CCT compute-comm-transfer parallelism: breaking the "memory vs. communication" deadlock in long-sequence MoE training. In long-context MoE training, expert parallelism (EP) introduces significant All-to-All communication overhead. To hide it, community solutions typically fine-grain-split compute modules, but this fundamentally conflicts with the full-layer recomputation required for long-sequence training. You end up with either fast communication and OOM, or saved memory and slow communication — never both. LoongForge's CCT (Computation-Communication-Transfer) parallelism introduces a memory-offload strategy and unifies scheduling and orchestration of compute, communication, and data transfer for extreme overlap. On A800 clusters, Qwen3-30B-A3B at 32K sequences trains 20% faster with CCT; community alternatives simply OOM under the same conditions and cannot even enable their communication optimizations.
ChunkPipe pipeline parallelism: making ultra-long-sequence training viable on mid-sized clusters. Context windows keep growing, and 1M-level sequence training is becoming real. But when TP, PP, and EP already consume the available cluster budget, there's often no room left for sequence parallelism, and the training task cannot run. LoongForge's ChunkPipe pipeline parallelism turns the memory cost of ultra-long sequences from "linear with length" into "a bounded fixed cost," breaking the memory bottleneck without relying on sequence parallelism.
DSA operator fusion: end-to-end acceleration for DeepSeek V3.2's sparse attention. LoongForge performs deep CUDA operator fusion across the entire attention path, including indexing kernels, sparse attention, MQA absorbed-KV layout, and sequence packing. Compared to non-fused baselines, end-to-end training performance improves by ~5x.

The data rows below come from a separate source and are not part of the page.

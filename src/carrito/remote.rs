use async_trait::async_trait;
use tracing::{error, info, instrument};

use super::dto::{normalizar, AgregarItem, CarritoRemoto, ItemCarrito};
use super::{validar_fusion, CartBackend};
use crate::error::Result;
use crate::http::ApiClient;
use crate::productos::Producto;

const CARRITO: &str = "carrito";

/// Server-backed cart for logged-in users; the backend identifies the
/// owner from the bearer token.
#[derive(Clone)]
pub struct RemoteCart {
    api: ApiClient,
}

impl RemoteCart {
    pub fn new(api: ApiClient) -> Self {
        Self { api }
    }
}

#[async_trait]
impl CartBackend for RemoteCart {
    #[instrument(skip(self))]
    async fn items(&self) -> Result<Vec<ItemCarrito>> {
        let carrito: CarritoRemoto = self.api.get(CARRITO).await?;
        Ok(normalizar(carrito))
    }

    #[instrument(skip(self, producto), fields(producto_id = producto.id))]
    async fn add(&self, producto: &Producto, cantidad: u32) -> Result<()> {
        // the server merges without checking stock
        validar_fusion(&self.items().await?, producto, cantidad)?;
        let body = AgregarItem {
            producto_id: producto.id,
            cantidad,
        };
        self.api
            .post_empty(&format!("{CARRITO}/agregar"), &body)
            .await
            .map_err(|e| {
                error!(error = %e, producto_id = producto.id, "remote cart add failed");
                e
            })?;
        info!(producto_id = producto.id, cantidad, "remote cart add");
        Ok(())
    }

    #[instrument(skip(self))]
    async fn remove(&self, producto_id: i64) -> Result<()> {
        self.api
            .delete(&format!("{CARRITO}/eliminar/{producto_id}"))
            .await
            .map_err(|e| {
                error!(error = %e, producto_id, "remote cart remove failed");
                e.into()
            })
    }

    #[instrument(skip(self))]
    async fn clear(&self) -> Result<()> {
        self.api
            .delete(&format!("{CARRITO}/vaciar"))
            .await
            .map_err(|e| {
                error!(error = %e, "remote cart clear failed");
                e.into()
            })
    }
}
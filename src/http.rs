use std::sync::{Arc, RwLock};
use std::time::Duration;

use reqwest::{header, multipart, Method, RequestBuilder, StatusCode};
use serde::{de::DeserializeOwned, Serialize};
use tracing::{debug, warn};

use crate::config::ApiConfig;
use crate::error::{ApiError, ErroresCampo};

/// Thin wrapper over `reqwest` that fixes the base url and headers for all
/// backend calls and turns non-2xx responses into `ApiError`.
#[derive(Clone)]
pub struct ApiClient {
    http: reqwest::Client,
    base_url: Arc<str>,
    bearer: Arc<RwLock<Option<String>>>,
}

impl ApiClient {
    pub fn new(config: &ApiConfig) -> Result<Self, ApiError> {
        let mut headers = header::HeaderMap::new();
        headers.insert(
            header::ACCEPT,
            header::HeaderValue::from_static("application/json"),
        );
        let http = reqwest::Client::builder()
            .timeout(Duration::from_secs(config.timeout_secs))
            .default_headers(headers)
            .build()?;
        Ok(Self {
            http,
            base_url: Arc::from(config.base_url.trim_end_matches('/')),
            bearer: Arc::new(RwLock::new(None)),
        })
    }

    pub fn base_url(&self) -> &str {
        &self.base_url
    }

    /// Installs (or clears) the bearer token sent with every request.
    pub fn set_bearer(&self, token: Option<String>) {
        match self.bearer.write() {
            Ok(mut guard) => *guard = token,
            Err(poisoned) => *poisoned.into_inner() = token,
        }
    }

    pub fn has_bearer(&self) -> bool {
        self.bearer.read().map(|g| g.is_some()).unwrap_or(false)
    }

    fn url(&self, path: &str) -> String {
        format!("{}/{}", self.base_url, path.trim_start_matches('/'))
    }

    fn request(&self, method: Method, path: &str) -> RequestBuilder {
        let rb = self.http.request(method, self.url(path));
        let token = self.bearer.read().ok().and_then(|g| g.clone());
        match token {
            Some(t) => rb.bearer_auth(t),
            None => rb,
        }
    }

    pub async fn get<T: DeserializeOwned>(&self, path: &str) -> Result<T, ApiError> {
        Self::send_json(self.request(Method::GET, path)).await
    }

    pub async fn get_query<T, Q>(&self, path: &str, query: &Q) -> Result<T, ApiError>
    where
        T: DeserializeOwned,
        Q: Serialize + ?Sized,
    {
        Self::send_json(self.request(Method::GET, path).query(query)).await
    }

    pub async fn post<B, T>(&self, path: &str, body: &B) -> Result<T, ApiError>
    where
        B: Serialize + ?Sized,
        T: DeserializeOwned,
    {
        Self::send_json(self.request(Method::POST, path).json(body)).await
    }

    /// POST whose response body is ignored.
    pub async fn post_empty<B: Serialize + ?Sized>(
        &self,
        path: &str,
        body: &B,
    ) -> Result<(), ApiError> {
        Self::send_empty(self.request(Method::POST, path).json(body)).await
    }

    pub async fn put<B, T>(&self, path: &str, body: &B) -> Result<T, ApiError>
    where
        B: Serialize + ?Sized,
        T: DeserializeOwned,
    {
        Self::send_json(self.request(Method::PUT, path).json(body)).await
    }

    pub async fn patch<T: DeserializeOwned>(&self, path: &str) -> Result<T, ApiError> {
        Self::send_json(self.request(Method::PATCH, path)).await
    }

    pub async fn delete(&self, path: &str) -> Result<(), ApiError> {
        Self::send_empty(self.request(Method::DELETE, path)).await
    }

    pub async fn post_multipart<T: DeserializeOwned>(
        &self,
        path: &str,
        form: multipart::Form,
    ) -> Result<T, ApiError> {
        Self::send_json(self.request(Method::POST, path).multipart(form)).await
    }

    async fn send_json<T: DeserializeOwned>(rb: RequestBuilder) -> Result<T, ApiError> {
        let body = Self::send(rb).await?;
        Ok(serde_json::from_str(&body)?)
    }

    async fn send_empty(rb: RequestBuilder) -> Result<(), ApiError> {
        Self::send(rb).await.map(|_| ())
    }

    async fn send(rb: RequestBuilder) -> Result<String, ApiError> {
        let resp = rb.send().await?;
        let status = resp.status();
        let url = resp.url().path().to_string();
        let body = resp.text().await?;
        if status.is_success() {
            debug!(%status, %url, "api response");
            return Ok(body);
        }
        warn!(%status, %url, "api error response");
        Err(error_from_response(status, &body))
    }
}

/// `{ "count": N }` returned by the stats endpoints; a missing count is 0.
#[derive(Debug, serde::Deserialize)]
pub struct Conteo {
    #[serde(default)]
    pub count: Option<i64>,
}

impl Conteo {
    pub fn valor(&self) -> i64 {
        self.count.unwrap_or(0)
    }
}

/// Maps a failed response onto the client's error taxonomy.
pub(crate) fn error_from_response(status: StatusCode, body: &str) -> ApiError {
    let json: Option<serde_json::Value> = serde_json::from_str(body).ok();
    let message = json
        .as_ref()
        .and_then(|v| {
            v.get("message")
                .and_then(|m| m.as_str())
                .filter(|m| !m.is_empty())
                .or_else(|| v.get("error").and_then(|m| m.as_str()))
        })
        .map(str::to_string);

    match status {
        StatusCode::BAD_REQUEST => match (message, json.as_ref().and_then(field_errors)) {
            (None, Some(campos)) => ApiError::Validation(campos),
            (message, _) => ApiError::Status {
                status: status.as_u16(),
                message: message.unwrap_or_default(),
            },
        },
        StatusCode::UNAUTHORIZED | StatusCode::FORBIDDEN => {
            ApiError::Unauthorized(message.unwrap_or_else(|| "No autorizado".into()))
        }
        StatusCode::NOT_FOUND => ApiError::NotFound(message),
        _ => ApiError::Status {
            status: status.as_u16(),
            message: message.unwrap_or_default(),
        },
    }
}

/// A 400 body made only of string values is a field → message map.
fn field_errors(v: &serde_json::Value) -> Option<ErroresCampo> {
    let obj = v.as_object()?;
    if obj.is_empty() {
        return None;
    }
    obj.iter()
        .map(|(k, v)| v.as_str().map(|m| (k.clone(), m.to_string())))
        .collect()
}
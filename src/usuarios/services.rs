use lazy_static::lazy_static;
use regex::Regex;
use tracing::{error, info, instrument, warn};

use crate::error::{ApiError, Error, ErroresCampo, Result};
use crate::http::{ApiClient, Conteo};
use crate::usuarios::dto::{
    AuthResponse, Estado, FormRegistro, LoginRequest, Rol, TokenRequest, Usuario, UsuarioForm,
};

const USUARIOS: &str = "usuarios";

pub(crate) fn is_valid_email(email: &str) -> bool {
    lazy_static! {
        static ref EMAIL_RE: Regex = Regex::new(r"^[^@\s]+@[^@\s]+\.[^@\s]+$").unwrap();
    }
    EMAIL_RE.is_match(email)
}

/// Same rules the backend enforces on `Usuario`, checked before sending.
pub fn validar(form: &UsuarioForm) -> ErroresCampo {
    let mut errores = ErroresCampo::new();
    if form.nombre.trim().is_empty() {
        errores.insert("nombre".into(), "El nombre no puede estar vacío".into());
    }
    if form.email.trim().is_empty() {
        errores.insert("email".into(), "El email no puede estar vacío".into());
    } else if !is_valid_email(form.email.trim()) {
        errores.insert("email".into(), "El formato del email no es válido".into());
    }
    if let Some(pass) = &form.contrasena {
        if pass.chars().count() < 8 {
            errores.insert(
                "contraseña".into(),
                "La contraseña debe tener al menos 8 caracteres".into(),
            );
        }
    }
    errores
}

/// Empty code → CLIENTE, matching code → VENDEDOR, anything else is rejected.
pub fn rol_para_registro(codigo: &str, codigo_vendedor: &str) -> std::result::Result<Rol, ErroresCampo> {
    let codigo = codigo.trim();
    if codigo.is_empty() {
        Ok(Rol::Cliente)
    } else if codigo == codigo_vendedor {
        Ok(Rol::Vendedor)
    } else {
        let mut errores = ErroresCampo::new();
        errores.insert(
            "codigoVendedor".into(),
            "El código de vendedor no es válido.".into(),
        );
        Err(errores)
    }
}

#[instrument(skip(api, contrasena))]
pub async fn login(api: &ApiClient, email: &str, contrasena: &str) -> Result<Usuario> {
    let email = email.trim().to_lowercase();
    let body = LoginRequest {
        email: &email,
        contrasena,
    };
    match api.post::<_, Usuario>(&format!("{USUARIOS}/login"), &body).await {
        Ok(u) => {
            info!(user_id = u.id, rol = u.rol.as_str(), "login ok");
            Ok(u)
        }
        Err(e) => {
            warn!(error = %e, %email, "login failed");
            Err(e.into())
        }
    }
}

/// Bearer token for the endpoints that identify the caller (`/carrito`,
/// `/ventas`).
#[instrument(skip(api, password))]
pub async fn obtener_token(api: &ApiClient, email: &str, password: &str) -> Result<AuthResponse> {
    let body = TokenRequest { email, password };
    Ok(api.post("auth/login", &body).await?)
}

#[instrument(skip(api))]
pub async fn listar(api: &ApiClient) -> Result<Vec<Usuario>> {
    api.get(USUARIOS).await.map_err(|e| {
        error!(error = %e, "listar usuarios failed");
        e.into()
    })
}

#[instrument(skip(api))]
pub async fn listar_activos(api: &ApiClient) -> Result<Vec<Usuario>> {
    api.get(&format!("{USUARIOS}/activos")).await.map_err(|e| {
        error!(error = %e, "listar usuarios activos failed");
        e.into()
    })
}

#[instrument(skip(api))]
pub async fn obtener(api: &ApiClient, id: i64) -> Result<Usuario> {
    api.get(&format!("{USUARIOS}/{id}")).await.map_err(|e| {
        error!(error = %e, id, "obtener usuario failed");
        e.into()
    })
}

#[instrument(skip(api, form), fields(email = %form.email))]
pub async fn crear(api: &ApiClient, form: &UsuarioForm) -> Result<Usuario> {
    let errores = validar(form);
    if form.contrasena.is_none() {
        let mut errores = errores;
        errores.insert(
            "contraseña".into(),
            "La contraseña no puede estar vacía".into(),
        );
        return Err(Error::Campos(errores));
    }
    if !errores.is_empty() {
        return Err(Error::Campos(errores));
    }
    let creado: Usuario = api.post(USUARIOS, form).await.map_err(|e| {
        error!(error = %e, "crear usuario failed");
        Error::from(e)
    })?;
    info!(user_id = creado.id, "usuario creado");
    Ok(creado)
}

#[instrument(skip(api, form))]
pub async fn actualizar(api: &ApiClient, id: i64, form: &UsuarioForm) -> Result<Usuario> {
    let errores = validar(form);
    if !errores.is_empty() {
        return Err(Error::Campos(errores));
    }
    api.put(&format!("{USUARIOS}/{id}"), form).await.map_err(|e| {
        error!(error = %e, id, "actualizar usuario failed");
        e.into()
    })
}

#[instrument(skip(api))]
pub async fn habilitar(api: &ApiClient, id: i64) -> Result<Usuario> {
    api.patch(&format!("{USUARIOS}/habilitar/{id}"))
        .await
        .map_err(|e| {
            error!(error = %e, id, "habilitar usuario failed");
            e.into()
        })
}

#[instrument(skip(api))]
pub async fn inhabilitar(api: &ApiClient, id: i64) -> Result<Usuario> {
    api.patch(&format!("{USUARIOS}/inhabilitar/{id}"))
        .await
        .map_err(|e| {
            error!(error = %e, id, "inhabilitar usuario failed");
            e.into()
        })
}

#[instrument(skip(api))]
pub async fn eliminar(api: &ApiClient, id: i64) -> Result<()> {
    api.delete(&format!("{USUARIOS}/{id}")).await.map_err(|e| {
        error!(error = %e, id, "eliminar usuario failed");
        e.into()
    })
}

#[instrument(skip(api))]
pub async fn contar(api: &ApiClient) -> Result<i64> {
    let conteo: Conteo = api
        .get(&format!("{USUARIOS}/stats/count"))
        .await
        .map_err(|e: ApiError| {
            error!(error = %e, "contar usuarios failed");
            Error::from(e)
        })?;
    Ok(conteo.valor())
}

/// Self-registration: resolves the role from the vendor code, checks the
/// form locally and creates an ACTIVO user.
#[instrument(skip(api, form, codigo_vendedor), fields(email = %form.email))]
pub async fn registrar(
    api: &ApiClient,
    form: &FormRegistro,
    codigo_vendedor: &str,
) -> Result<Usuario> {
    let rol = rol_para_registro(&form.codigo_vendedor, codigo_vendedor).map_err(Error::Campos)?;
    let datos = UsuarioForm {
        nombre: form.nombre.trim().to_string(),
        email: form.email.trim().to_lowercase(),
        contrasena: Some(form.contrasena.clone()),
        rol,
        estado: Estado::Activo,
    };
    crear(api, &datos).await
}
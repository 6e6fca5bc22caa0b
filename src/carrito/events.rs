use tokio::sync::broadcast;
use tracing::trace;

use super::dto::{CarritoActualizado, Modo};

/// Process-wide "cart changed" channel. Observers such as the navigation
/// badge subscribe and re-read the cart on each event.
#[derive(Clone)]
pub struct CartEvents {
    tx: broadcast::Sender<CarritoActualizado>,
}

impl CartEvents {
    pub fn new() -> Self {
        let (tx, _) = broadcast::channel(32);
        Self { tx }
    }

    pub fn subscribe(&self) -> broadcast::Receiver<CarritoActualizado> {
        self.tx.subscribe()
    }

    pub(crate) fn notify(&self, modo: Modo) {
        // no subscribers is fine
        let receivers = self.tx.send(CarritoActualizado { modo }).unwrap_or(0);
        trace!(?modo, receivers, "cart changed");
    }
}

impl Default for CartEvents {
    fn default() -> Self {
        Self::new()
    }
}
async fn run(state: &AppState, command: Commands) -> Result<()> {
    let api = &state.api;
    match command {
        Commands::Catalogo { categoria, buscar } => {
            let lista = match (categoria, buscar) {
                (Some(id), _) => productos::por_categoria(api, id).await?,
                (None, Some(nombre)) => productos::buscar_por_nombre(api, &nombre).await?,
                (None, None) => productos::listar(api).await?,
            };
            for p in lista.iter().filter(|p| p.estado.es_activo()) {
                print_producto(state, p);
            }
        }
        Commands::Categorias { action: None } => {
            for c in categorias::listar(api).await? {
                println!("{:>4}  {}", c.id, c.nombre);
            }
        }
        Commands::Categorias {
            action: Some(action),
        } => {
            require_staff(state)?;
            match action {
                CategoriaAction::Ver { id } => {
                    let c = categorias::obtener(api, id).await?;
                    println!("{:>4}  {}", c.id, c.nombre);
                }
                CategoriaAction::Crear { nombre } => {
                    let c = categorias::crear(api, &nombre).await?;
                    println!("Categoría {} creada: {}", c.id, c.nombre);
                }
                CategoriaAction::Editar { id, nombre } => {
                    let c = categorias::actualizar(api, id, &nombre).await?;
                    println!("Categoría {} actualizada: {}", c.id, c.nombre);
                }
                CategoriaAction::Eliminar { id } => {
                    categorias::eliminar(api, id).await?;
                    println!("Categoría {id} eliminada.");
                }
            }
        }
        Commands::Carrito => {
            let items = state.cart.get_cart().await;
            if items.is_empty() {
                println!("Tu carrito está vacío.");
            } else {
                print_carrito(&items);
            }
        }
        Commands::Agregar {
            producto_id,
            cantidad,
        } => {
            let producto = productos::obtener(api, producto_id).await?;
            let mut eventos = state.cart.subscribe();
            state.cart.add_item(&producto, cantidad).await?;
            println!("{} x{} agregado al carrito.", producto.nombre, cantidad);
            if eventos.try_recv().is_ok() {
                print_badge(state).await;
            }
        }
        Commands::Quitar { producto_id } => {
            let mut eventos = state.cart.subscribe();
            state.cart.remove_item(producto_id).await?;
            if eventos.try_recv().is_ok() {
                print_badge(state).await;
            }
        }
        Commands::Vaciar => {
            state.cart.clear().await?;
            println!("Carrito vaciado.");
        }
        Commands::Pagar => {
            let venta = state.checkout.submit().await?;
            println!("¡Compra realizada con éxito! Boleta #{}", venta.id);
            print_venta(&venta);
        }
        Commands::Login { email, contrasena } => {
            let vista = state.session.login(&email, &contrasena).await?;
            if let Some(u) = state.session.usuario() {
                println!("Bienvenido, {} ({})", u.nombre, u.rol.as_str());
            }
            println!("→ {}", vista.ruta());
        }
        Commands::Logout => {
            let vista = state.session.logout().await?;
            println!("Sesión cerrada. → {}", vista.ruta());
        }
        Commands::Sesion => {
            let nav = state.session.navegacion();
            match &nav.saludo {
                Some(s) => println!("{s}"),
                None => println!("Sin sesión. Opciones: login, registro"),
            }
            if nav.mostrar_admin {
                println!("Panel: admin, usuarios, productos");
            }
            if nav.mostrar_carrito {
                print_badge(state).await;
            }
        }
        Commands::Registro {
            nombre,
            email,
            contrasena,
            codigo,
        } => {
            let form = FormRegistro {
                nombre,
                email,
                contrasena,
                codigo_vendedor: codigo,
            };
            let u = usuarios::registrar(api, &form, &state.config.codigo_vendedor).await?;
            println!("¡Registro exitoso! Cuenta {} creada como {}.", u.email, u.rol.as_str());
        }
        Commands::Compras => {
            let compras = ventas::mis_compras(api).await?;
            if compras.is_empty() {
                println!("No has realizado compras aún.");
            }
            for v in &compras {
                print_venta(v);
            }
        }
        Commands::Admin => {
            let r = admin::resumen(api, &state.session).await?;
            println!("Usuarios:    {}", r.total_usuarios);
            println!("Productos:   {}", r.total_productos);
            println!("Stock bajo:  {}", r.stock_bajo);
        }
        Commands::Usuarios { action } => {
            require_staff(state)?;
            match action {
                UsuarioAction::Listar { activos } => {
                    let lista = if activos {
                        usuarios::listar_activos(api).await?
                    } else {
                        usuarios::listar(api).await?
                    };
                    lista.iter().for_each(print_usuario);
                }
                UsuarioAction::Ver { id } => print_usuario(&usuarios::obtener(api, id).await?),
                UsuarioAction::Crear {
                    nombre,
                    email,
                    contrasena,
                    rol,
                } => {
                    let form = UsuarioForm {
                        nombre: nombre.trim().to_string(),
                        email: email.trim().to_lowercase(),
                        contrasena: Some(contrasena),
                        rol: rol.to_rol(),
                        estado: Estado::Activo,
                    };
                    let u = usuarios::crear(api, &form).await?;
                    println!("Usuario {} creado.", u.id);
                    print_usuario(&u);
                }
                UsuarioAction::Editar {
                    id,
                    nombre,
                    email,
                    contrasena,
                    rol,
                } => {
                    let mut form = UsuarioForm::desde(&usuarios::obtener(api, id).await?);
                    if let Some(nombre) = nombre {
                        form.nombre = nombre.trim().to_string();
                    }
                    if let Some(email) = email {
                        form.email = email.trim().to_lowercase();
                    }
                    if let Some(rol) = rol {
                        form.rol = rol.to_rol();
                    }
                    form.contrasena = contrasena;
                    print_usuario(&usuarios::actualizar(api, id, &form).await?);
                }
                UsuarioAction::Habilitar { id } => print_usuario(&usuarios::habilitar(api, id).await?),
                UsuarioAction::Inhabilitar { id } => {
                    print_usuario(&usuarios::inhabilitar(api, id).await?)
                }
                UsuarioAction::Eliminar { id } => {
                    usuarios::eliminar(api, id).await?;
                    println!("Usuario {id} eliminado.");
                }
            }
        }
        Commands::Productos { action } => {
            require_staff(state)?;
            match action {
                ProductoAction::StockBajo => {
                    for p in productos::listar_stock_bajo(api).await? {
                        print_producto(state, &p);
                    }
                }
                ProductoAction::Ver { id } => print_producto(state, &productos::obtener(api, id).await?),
                ProductoAction::Crear {
                    nombre,
                    precio,
                    stock,
                    categoria,
                    descripcion,
                    imagen,
                } => {
                    let form = ProductoForm {
                        nombre: nombre.trim().to_string(),
                        descripcion,
                        precio,
                        stock,
                        categoria: Some(CategoriaRef { id: categoria }),
                        estado: Estado::Activo,
                        imagen,
                    };
                    let p = productos::crear(api, &form).await?;
                    println!("Producto {} creado.", p.id);
                    print_producto(state, &p);
                }
                ProductoAction::Editar { id, cambios } => {
                    let mut form = ProductoForm::desde(&productos::obtener(api, id).await?);
                    cambios.aplicar(&mut form);
                    print_producto(state, &productos::actualizar(api, id, &form).await?);
                }
                ProductoAction::Habilitar { id } => {
                    print_producto(state, &productos::habilitar(api, id).await?)
                }
                ProductoAction::Inhabilitar { id } => {
                    print_producto(state, &productos::inhabilitar(api, id).await?)
                }
                ProductoAction::Eliminar { id } => {
                    productos::eliminar(api, id).await?;
                    println!("Producto {id} eliminado.");
                }
                ProductoAction::Subir {
                    archivo,
                    content_type,
                } => {
                    let body = Bytes::from(tokio::fs::read(&archivo).await?);
                    let nombre = archivo
                        .file_stem()
                        .and_then(|s| s.to_str())
                        .unwrap_or("imagen");
                    let url = productos::subir_imagen(
                        api,
                        UploadItem {
                            body,
                            content_type: &content_type,
                            nombre,
                        },
                    )
                    .await?;
                    info!(%url, "image uploaded");
                    println!("{url}");
                }
            }
        }
    }
    Ok(())
}
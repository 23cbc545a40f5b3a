//! Presence indicators indexed by `value - 1`.

const WORD_BITS: usize = u64::BITS as usize;

/// Fixed-universe set of the values `1..=len`.
pub(crate) trait Holes {
    fn with_len(len: usize) -> Self;

    /// Number of slots, equal to the largest value that can be marked.
    fn len(&self) -> usize;

    /// Marks `value`. Returns `true` if it was already marked.
    ///
    /// `value` must lie in `1..=len`.
    fn mark(&mut self, value: u32) -> bool;

    /// Appends the marked values to `out` in ascending order.
    fn collect_into(&self, out: &mut Vec<u32>);
}

/// One bit per value, packed into `u64` words.
#[derive(Clone, Debug, PartialEq, Eq)]
pub(crate) struct PresenceBits {
    words: Vec<u64>,
    len: usize,
}

#[cfg(test)]
impl PresenceBits {
    fn contains(&self, value: u32) -> bool {
        if value == 0 || value as usize > self.len {
            return false;
        }
        let idx = value as usize - 1;
        self.words[idx / WORD_BITS] & (1 << (idx % WORD_BITS)) != 0
    }

    fn count_ones(&self) -> usize {
        self.words.iter().map(|w| w.count_ones() as usize).sum()
    }
}

impl Holes for PresenceBits {
    fn with_len(len: usize) -> Self {
        PresenceBits {
            words: vec![0; len.div_ceil(WORD_BITS)],
            len,
        }
    }

    fn len(&self) -> usize {
        self.len
    }

    #[inline]
    fn mark(&mut self, value: u32) -> bool {
        debug_assert!(value >= 1 && value as usize <= self.len);
        let idx = value as usize - 1;
        let word = &mut self.words[idx / WORD_BITS];
        let mask = 1u64 << (idx % WORD_BITS);
        let seen = *word & mask != 0;
        *word |= mask;
        seen
    }

    fn collect_into(&self, out: &mut Vec<u32>) {
        for (w, &word) in self.words.iter().enumerate() {
            let mut bits = word;
            while bits != 0 {
                let bit = bits.trailing_zeros() as usize;
                out.push((w * WORD_BITS + bit) as u32 + 1);
                bits &= bits - 1;
            }
        }
    }
}

/// One counter per value, for inputs that may repeat.
#[derive(Clone, Debug, PartialEq, Eq)]
pub(crate) struct HoleCounts {
    counts: Vec<u32>,
}

#[cfg(test)]
impl HoleCounts {
    fn count(&self, value: u32) -> u32 {
        match (value as usize).checked_sub(1) {
            Some(idx) => self.counts.get(idx).copied().unwrap_or(0),
            None => 0,
        }
    }
}

impl Holes for HoleCounts {
    fn with_len(len: usize) -> Self {
        HoleCounts { counts: vec![0; len] }
    }

    fn len(&self) -> usize {
        self.counts.len()
    }

    #[inline]
    fn mark(&mut self, value: u32) -> bool {
        let slot = &mut self.counts[value as usize - 1];
        let seen = *slot > 0;
        *slot += 1;
        seen
    }

    fn collect_into(&self, out: &mut Vec<u32>) {
        for (i, &count) in self.counts.iter().enumerate() {
            if count > 0 {
                let value = i as u32 + 1;
                out.extend(std::iter::repeat(value).take(count as usize));
            }
        }
    }
}
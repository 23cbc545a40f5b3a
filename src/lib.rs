pub mod sort;
mod config;
mod error;
mod presence;
mod sampling;
mod sorter;

pub use config::{DuplicatePolicy, SortConfig, DEFAULT_SEED, MIN_VALUE};
pub use error::{SampleError, SortError};
pub use sampling::{generate_unique_sample, range_len};
pub use sort::{sort, sort_with};
pub use sorter::BigSorter;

Multimodal-architecture optimizations:

DP load balancing: eliminating hidden compute waste from heterogeneous multimodal data. Multimodal samples mix single images, multi-images, videos, and plain text, with wildly different sequence lengths. Traditional data parallelism distributes samples evenly across GPUs; due to attention's quadratic complexity, however, actual compute per rank can differ drastically. LoongForge builds an automated compute-load balancing mechanism that dynamically rearranges sample allocation before each iteration, significantly narrowing the gap across ranks. This is one of the key enablers behind LoongForge's 90%+ linear scaling efficiency on thousand-card Kunlun clusters.
Heterogeneous parallelism per model component: let ViT and LLM each use their optimal strategy instead of being forced to share one. In a typical VLM, the ViT is ~300M parameters while the LLM backbone can reach hundreds of billions — a hundred-fold difference. LoongForge implements component-level heterogeneous parallelism, letting the vision encoder and language backbone each pick their optimal configuration, and further enables fully decoupled encoder-decoder parallel training, eliminating pipeline imbalance and bubbles introduced by the vision encoder. On Qwen3-VL-30B at 32K sequences, end-to-end throughput improves by up to 50% vs. community solutions.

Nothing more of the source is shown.